PSD Choir Festival blending voices of students

Posted

Karen Lovett, KP News

Thirty Key Peninsula school students, who have been selected by their choir directors, will join 240 representatives from four middle schools and two high schools at the Peninsula School District Choir Festival, taking place at 7 p.m. on Feb. 3, at the Chapel Hill Presbyterian Church in Gig Harbor.

Clinician Bruce Brownell will be coming from the Portland area to rehearse with the students in an all-day preparation for the free concert.

This annual event has been taking place for about 14 years, and school directors help keep things in order on festival day.

Gig Harbor High School choir teacher Wayne Lackman has been involved since the beginning. He has been the coordinator for the Choir Festival for the past three years, and will coordinate a band festival coming in November.
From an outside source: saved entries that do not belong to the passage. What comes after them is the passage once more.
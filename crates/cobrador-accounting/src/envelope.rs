//! Batched RPC response decoding.
//!
//! Every procedure answers with a JSON array of envelopes shaped
//! `{"result": {"data": {"json": <payload>}}}`. A failed call carries an
//! `error` member instead of `result`.

use serde::de::DeserializeOwned;
use serde::Deserialize;
use serde_json::Value;

use crate::error::{AccountingError, AccountingResult};

#[derive(Debug, Deserialize)]
struct Envelope {
    result: Option<EnvelopeResult>,
    error: Option<Value>,
}

#[derive(Debug, Deserialize)]
struct EnvelopeResult {
    data: EnvelopeData,
}

#[derive(Debug, Deserialize)]
struct EnvelopeData {
    json: Value,
}

/// Unwraps the payload at `index` of a batched response body.
///
/// The envelope is validated before the payload is decoded into `T`.
///
/// # Errors
///
/// Returns [`AccountingError::Envelope`] if the body is not an array of
/// envelopes, has no element at `index`, or the element reports an error,
/// and [`AccountingError::InvalidPayload`] if the payload does not decode.
pub fn decode_batch<T: DeserializeOwned>(body: &str, index: usize) -> AccountingResult<T> {
    let items: Vec<Value> = serde_json::from_str(body)
        .map_err(|e| AccountingError::Envelope(format!("body is not a JSON array: {e}")))?;
    let item = items
        .into_iter()
        .nth(index)
        .ok_or_else(|| AccountingError::Envelope(format!("no envelope at index {index}")))?;

    let envelope: Envelope = serde_json::from_value(item)
        .map_err(|e| AccountingError::Envelope(format!("envelope {index}: {e}")))?;

    if let Some(error) = envelope.error {
        return Err(AccountingError::Envelope(format!(
            "envelope {index} reports an error: {error}"
        )));
    }

    let payload = envelope
        .result
        .ok_or_else(|| AccountingError::Envelope(format!("envelope {index} has no result")))?
        .data
        .json;

    serde_json::from_value(payload).map_err(|e| AccountingError::InvalidPayload(e.to_string()))
}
Lackman holds degrees from Pacific Lutheran University and continued his graduate studies at Portland State University. He received his principal and administrative certifications from the University of Washington, Tacoma. He is primarily a vocalist, but plays guitar, piano and bass.
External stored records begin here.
//! The reconciliation pass.
//!
//! One pass authenticates to both services, lists pending charges and tax
//! documents concurrently, records documents it has not seen before, and
//! pays every charge that has a PIX code and no recorded payment. Items are
//! processed one at a time; a failing item is logged and counted, and the
//! loop moves on.

use std::sync::Arc;

use cobrador_banking::PixPayment;
use cobrador_core::{Boleto, Charge, ChargeWithPix, CobradorError, CobradorResult, TaxDocument};
use cobrador_db::{DocumentStore, NewDocument, NewPaymentEvent, PaymentLedger};
use tracing::{debug, error, info, info_span, instrument, warn, Instrument};
use uuid::Uuid;

use crate::ports::{AccountingSource, PaymentGateway, PixCodeSource};
use crate::summary::PassSummary;

/// What happened to one charge.
#[derive(Debug, Clone, PartialEq, Eq)]
enum ChargeOutcome {
    /// Paid now; carries the bank's tracking id.
    Paid(String),
    /// A payment was already recorded.
    AlreadyPaid,
}

/// Result of [`ReconciliationEngine::pay_document`].
#[derive(Debug, Clone, Copy, PartialEq, Eq)]
pub enum DocumentPayment {
    Paid,
    AlreadyPaid,
    /// No document with that id has been recorded.
    NotFound,
}

/// Runs reconciliation passes against the configured services and store.
pub struct ReconciliationEngine<A, P, G, S> {
    accounting: A,
    scraper: P,
    gateway: G,
    store: Arc<S>,
}

impl<A, P, G, S> ReconciliationEngine<A, P, G, S>
where
    A: AccountingSource,
    P: PixCodeSource,
    G: PaymentGateway,
    S: DocumentStore + PaymentLedger,
{
    pub fn new(accounting: A, scraper: P, gateway: G, store: Arc<S>) -> Self {
        Self {
            accounting,
            scraper,
            gateway,
            store,
        }
    }

    /// Get the backing store.
    #[must_use]
    pub fn store(&self) -> &Arc<S> {
        &self.store
    }

    /// Runs one full pass.
    ///
    /// # Errors
    ///
    /// Returns an authentication error if either service refuses the
    /// credentials, before any item is touched. If one listing fails the
    /// other is still processed, and the listing error is returned at the
    /// end. Per-item failures never fail the pass.
    pub async fn run_pass(&self) -> CobradorResult<PassSummary> {
        let pass_id = Uuid::new_v4();
        self.execute_pass(pass_id)
            .instrument(info_span!("reconcile_pass", %pass_id))
            .await
    }

    async fn execute_pass(&self, pass_id: Uuid) -> CobradorResult<PassSummary> {
        info!("Starting reconciliation pass");

        let bank = self.gateway.authenticate().await?;
        let session = self.accounting.authenticate().await?;

        let (charges, documents) = tokio::join!(
            self.accounting.list_pending_charges(&session),
            self.accounting.list_tax_documents(&session),
        );

        let mut summary = PassSummary::new(pass_id);
        let mut listing_error: Option<CobradorError> = None;

        let documents_result = match documents {
            Ok(documents) => {
                self.process_documents(&session, documents, &mut summary)
                    .await
            }
            Err(e) => Err(e),
        };
        if let Err(e) = documents_result {
            if e.is_pass_fatal() {
                return Err(e);
            }
            error!(error = %e, kind = e.kind(), "Tax document reconciliation failed");
            listing_error.get_or_insert(e);
        }

        let charges_result = match charges {
            Ok(charges) => self.process_charges(&bank, charges, &mut summary).await,
            Err(e) => Err(e),
        };
        if let Err(e) = charges_result {
            if e.is_pass_fatal() {
                return Err(e);
            }
            error!(error = %e, kind = e.kind(), "Charge reconciliation failed");
            listing_error.get_or_insert(e);
        }

        info!(
            charges_seen = summary.charges_seen,
            charges_with_pix = summary.charges_with_pix,
            charges_paid = summary.charges_paid,
            charges_already_paid = summary.charges_already_paid,
            charges_failed = summary.charges_failed,
            documents_seen = summary.documents_seen,
            documents_new = summary.documents_new,
            documents_failed = summary.documents_failed,
            "Reconciliation pass finished"
        );

        match listing_error {
            Some(e) => Err(e),
            None => Ok(summary),
        }
    }

    // ── Documents ─────────────────────────────────────────────────────

    async fn process_documents(
        &self,
        session: &A::Session,
        documents: Vec<TaxDocument>,
        summary: &mut PassSummary,
    ) -> CobradorResult<()> {
        summary.documents_seen = documents.len();
        let known = self.store.document_ids().await?;

        let new_documents: Vec<TaxDocument> = documents
            .into_iter()
            .filter(|doc| !known.contains(&doc.id))
            .collect();
        debug!(new = new_documents.len(), "Diffed documents against store");

        for document in new_documents {
            let document_id = document.id.clone();
            match self.record_document(session, document).await {
                Ok(true) => summary.documents_new += 1,
                Ok(false) => debug!(document_id = %document_id, "Document stored concurrently"),
                Err(e) if e.is_pass_fatal() => return Err(e),
                Err(e) => {
                    warn!(
                        document_id = %document_id,
                        error = %e,
                        kind = e.kind(),
                        "Skipping document, will retry next pass"
                    );
                    summary.documents_failed += 1;
                }
            }
        }
        Ok(())
    }

    async fn record_document(
        &self,
        session: &A::Session,
        document: TaxDocument,
    ) -> CobradorResult<bool> {
        let boleto = self
            .accounting
            .resolve_document_payment_code(session, &document.id)
            .await?;
        let document = document.with_boleto(&boleto);
        let inserted = self
            .store
            .insert_document(&NewDocument::from(&document))
            .await?;
        if inserted {
            info!(
                document_id = %document.id,
                has_payment_code = document.payment_code.is_some(),
                "Recorded new tax document"
            );
        }
        Ok(inserted)
    }

    // ── Charges ───────────────────────────────────────────────────────

    async fn process_charges(
        &self,
        bank: &G::Session,
        charges: Vec<Charge>,
        summary: &mut PassSummary,
    ) -> CobradorResult<()> {
        summary.charges_seen = charges.len();

        for charge in charges {
            let Some(pix_code) = self.scraper.extract_pix_code(&charge.invoice_url).await else {
                warn!(
                    charge_id = %charge.id,
                    invoice_url = %charge.invoice_url,
                    "No PIX code on invoice page, skipping charge"
                );
                continue;
            };
            summary.charges_with_pix += 1;

            let charge_id = charge.id.clone();
            match self
                .pay_charge(bank, ChargeWithPix::new(charge, Some(pix_code)))
                .await
            {
                Ok(ChargeOutcome::Paid(tracking_id)) => {
                    info!(charge_id = %charge_id, tracking_id = %tracking_id, "Charge paid");
                    summary.charges_paid += 1;
                }
                Ok(ChargeOutcome::AlreadyPaid) => {
                    debug!(charge_id = %charge_id, "Charge already paid, skipping");
                    summary.charges_already_paid += 1;
                }
                Err(e) if e.is_pass_fatal() => return Err(e),
                Err(e) => {
                    error!(charge_id = %charge_id, error = %e, kind = e.kind(), "Charge payment failed");
                    summary.charges_failed += 1;
                }
            }
        }
        Ok(())
    }

    async fn pay_charge(
        &self,
        bank: &G::Session,
        charge: ChargeWithPix,
    ) -> CobradorResult<ChargeOutcome> {
        let ChargeWithPix { charge, pix_code } = charge;
        let Some(pix_code) = pix_code else {
            return Err(CobradorError::Payment(format!(
                "charge {} has no PIX code",
                charge.id
            )));
        };

        if self.store.has_payment(&charge.id).await? {
            return Ok(ChargeOutcome::AlreadyPaid);
        }

        let description = charge
            .description
            .clone()
            .unwrap_or_else(|| format!("Charge {}", charge.id));
        let payment = PixPayment::copy_and_paste(&pix_code, charge.value, description.clone());
        let tracking_id = self.gateway.pay_pix(&payment, bank).await?;

        let event = NewPaymentEvent {
            id: charge.id.clone(),
            description: Some(description),
            tracking_id: Some(tracking_id.clone()),
        };
        if let Err(e) = self.store.record_payment(&event).await {
            error!(
                charge_id = %charge.id,
                tracking_id = %tracking_id,
                error = %e,
                "Payment submitted but not recorded"
            );
            return Err(e.into());
        }

        Ok(ChargeOutcome::Paid(tracking_id))
    }

    // ── Boleto payment ────────────────────────────────────────────────

    /// Pays a stored tax document's boleto and flags it as paid.
    ///
    /// # Errors
    ///
    /// Returns a payment error, before contacting the bank, if the boleto is
    /// empty or malformed; otherwise bank and store errors are passed through.
    #[instrument(skip(self))]
    pub async fn pay_document(&self, document_id: &str) -> CobradorResult<DocumentPayment> {
        let Some(document) = self.store.find_document(document_id).await? else {
            warn!("Document is not known");
            return Ok(DocumentPayment::NotFound);
        };
        if document.paid {
            return Ok(DocumentPayment::AlreadyPaid);
        }

        let boleto = Boleto {
            payment_code: document.payment_code.unwrap_or_default(),
            value: document.value.unwrap_or_default(),
            expiration_date: document.expiration_date.unwrap_or_default(),
        };
        boleto.ensure_payable()?;

        let bank = self.gateway.authenticate().await?;
        self.gateway.pay_boleto(&boleto, &bank).await?;

        if !self.store.mark_paid(document_id).await? {
            warn!("Document was flagged as paid concurrently");
        }
        info!(value = %boleto.value, "Tax document paid");
        Ok(DocumentPayment::Paid)
    }
}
Peninsula High School choir director Alison Ellis was the winner of the Mid-South District Metropolitan Opera National Council auditions and has had an extensive career in opera and music –– singing with the Royal Scottish National Orchestra, the Memphis Symphony Orchestra and the Arkansas Symphony Orchestra.
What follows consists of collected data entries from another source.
//! Error types for scraping and document extraction.

use cobrador_core::CobradorError;
use thiserror::Error;

/// Result type alias using `ExtractError`.
pub type ExtractResult<T> = Result<T, ExtractError>;

/// Errors raised while fetching invoice pages or extracting boleto data.
#[derive(Debug, Error)]
pub enum ExtractError {
    /// No API key configured for the document-understanding service.
    #[error("Document service API key is not configured")]
    MissingApiKey,

    /// HTTP client could not be built.
    #[error("Configuration error: {0}")]
    Config(String),

    /// HTTP request error.
    #[error("HTTP error: {0}")]
    Http(#[from] reqwest::Error),

    /// Non-success response from the document-understanding service.
    #[error("Document service error: {status} - {body}")]
    Service { status: u16, body: String },

    /// The answer's first content block is not text.
    #[error("Response content is not text")]
    NonTextResponse,

    /// The answer could not be parsed as JSON.
    #[error("Answer is not valid JSON: {0}")]
    InvalidJson(#[from] serde_json::Error),

    /// The answer parsed but does not have the boleto shape.
    #[error("Answer has unexpected shape: {0}")]
    InvalidShape(String),
}

impl From<ExtractError> for CobradorError {
    fn from(err: ExtractError) -> Self {
        CobradorError::Extraction(err.to_string())
    }
}
//! Core types for cobrador.
//!
//! Holds the domain model (charges, tax documents, boletos, PIX codes), the
//! process-wide configuration loaded once at startup, and the error taxonomy
//! every other crate converts into.

pub mod config;
pub mod error;
pub mod models;

pub use config::{
    AccountingConfig, BankingConfig, CertificateSource, CobradorConfig, ConfigError,
    ExtractorConfig,
};
pub use error::{CobradorError, CobradorResult};
pub use models::{
    normalize_payment_code, Boleto, Charge, ChargeStatus, ChargeWithPix, PixCode, TaxDocument,
    BR_CODE_PREFIX, PAYMENT_CODE_DIGITS, TAX_DOCUMENT_TAGS,
};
Ellis was born in Saudi Arabia to an American family who lived all over the world, wherever her father worked in the oil industry. In the U.S., they lived in Utah, Texas, Montana, Georgia, Tennessee and several other states. She came to Washington where her husband is a pastor. After a long break as a homemaker, she began teaching for the first time. They lived on the Key Peninsula for two years, but moved closer to the high school across the bridge in Purdy.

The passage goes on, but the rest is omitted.